Speaker
Description
Radio-frequency (RF) inductively coupled plasma (ICP) positive ion sources are under development for the DIII-D neutral beam injection (NBI) system. The project targets 25% higher extracted ion current compared to existing arc-discharge ion sources, while increasing operational reliability.
This research program focuses on understanding physical mechanisms behind ion production and optimizing engineering of the RF ICP ion sources. The approach integrates three experimental devices (described below) at different scales with advanced modeling. Hybrid kinetic-fluid plasma simulations validate performance across spatial scales to project achievable ion currents, while finite element electromagnetic modeling informs prototype designs.

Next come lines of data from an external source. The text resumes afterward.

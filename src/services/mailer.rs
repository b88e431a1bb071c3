//! SMTP report sender
//!
//! Renders the check result with `report` and delivers it over SMTPS
//! (implicit TLS relay) using an app-password credential pair.

use lettre::message::header::ContentType;
use lettre::message::{Mailbox, SinglePart};
use lettre::transport::smtp::authentication::Credentials;
use lettre::{AsyncSmtpTransport, AsyncTransport, Message, Tokio1Executor};
use tracing::info;

use crate::config::MailConfig;
use crate::error::{CheckerError, CheckerResult};
use crate::report;
use crate::traits::ReportSender;
use crate::types::CheckResult;

/// Delivers the daily report over SMTP
pub struct SmtpReportSender {
    config: MailConfig,
    booking_url: String,
}

impl SmtpReportSender {
    pub fn new(config: MailConfig, booking_url: impl Into<String>) -> Self {
        Self {
            config,
            booking_url: booking_url.into(),
        }
    }

    fn build_message(&self, result: &CheckResult) -> CheckerResult<Message> {
        let from: Mailbox = self
            .config
            .sender
            .parse()
            .map_err(|e| CheckerError::config("GMAIL_USER", format!("{e}")))?;
        let to: Mailbox = self
            .config
            .recipient
            .parse()
            .map_err(|e| CheckerError::config("RECIPIENT_EMAIL", format!("{e}")))?;

        let body = SinglePart::builder()
            .header(ContentType::TEXT_HTML)
            .body(report::render_html(result, &self.booking_url));

        Message::builder()
            .from(from)
            .to(to)
            .subject(report::render_subject(result))
            .singlepart(body)
            .map_err(|e| CheckerError::ReportDelivery {
                message: format!("building message: {e}"),
            })
    }
}

#[async_trait::async_trait]
impl ReportSender for SmtpReportSender {
    async fn send_report(&self, result: &CheckResult) -> CheckerResult<()> {
        let message = self.build_message(result)?;

        let mailer: AsyncSmtpTransport<Tokio1Executor> =
            AsyncSmtpTransport::<Tokio1Executor>::relay(&self.config.smtp_host)
                .map_err(|e| CheckerError::ReportDelivery {
                    message: format!("smtp relay {}: {e}", self.config.smtp_host),
                })?
                .credentials(Credentials::new(
                    self.config.sender.clone(),
                    self.config.password.clone(),
                ))
                .build();

        mailer
            .send(message)
            .await
            .map_err(|e| CheckerError::ReportDelivery {
                message: e.to_string(),
            })?;

        info!(recipient = %self.config.recipient, "report delivered");
        Ok(())
    }
}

LUPIN, a reduced-scale cylindrical setup (20 cm diameter), demonstrates novel multi-strap RF antenna concepts and validates hybrid kinetic-fluid plasma simulations under NBI-relevant power densities. LUPIN operates with up to 20 kW RF power at 2 MHz and features an internal, inertially cooled Faraday screen with comprehensive plasma diagnostics. The SupRISE device investigates power coupling to plasma as a function of RF frequency and chamber dimensions. SupRISE features a full-scale racetrack-shaped quartz vessel with 50 kW RF power available at 4-8 MHz. AMAROK will be a full-scale, full-power pre-prototype that demonstrates homogeneous plasma density across a 48×12 cm ion extraction area, translating to 85 A positive ion beam. The system provides 200 kW installed RF power (2-4 MHz) and gas flow rates of 15 Torr-L/s at 1-10 Pa, replicating the DIII-D NBI conditions.
Recent accomplishments include successful experimental scans on LUPIN to validate comprehensive ion flux modeling, which reveals enhanced dissociation and ionization above 10 kW operation. SupRISE achieved its first plasma with successful power sweeps up to 1 kW at various frequencies. AMAROK facility preparations near completion, and hardware installation is imminent.
This work is supported by US DOE under DE-SC0024523 and DE-FC02-04ER54698.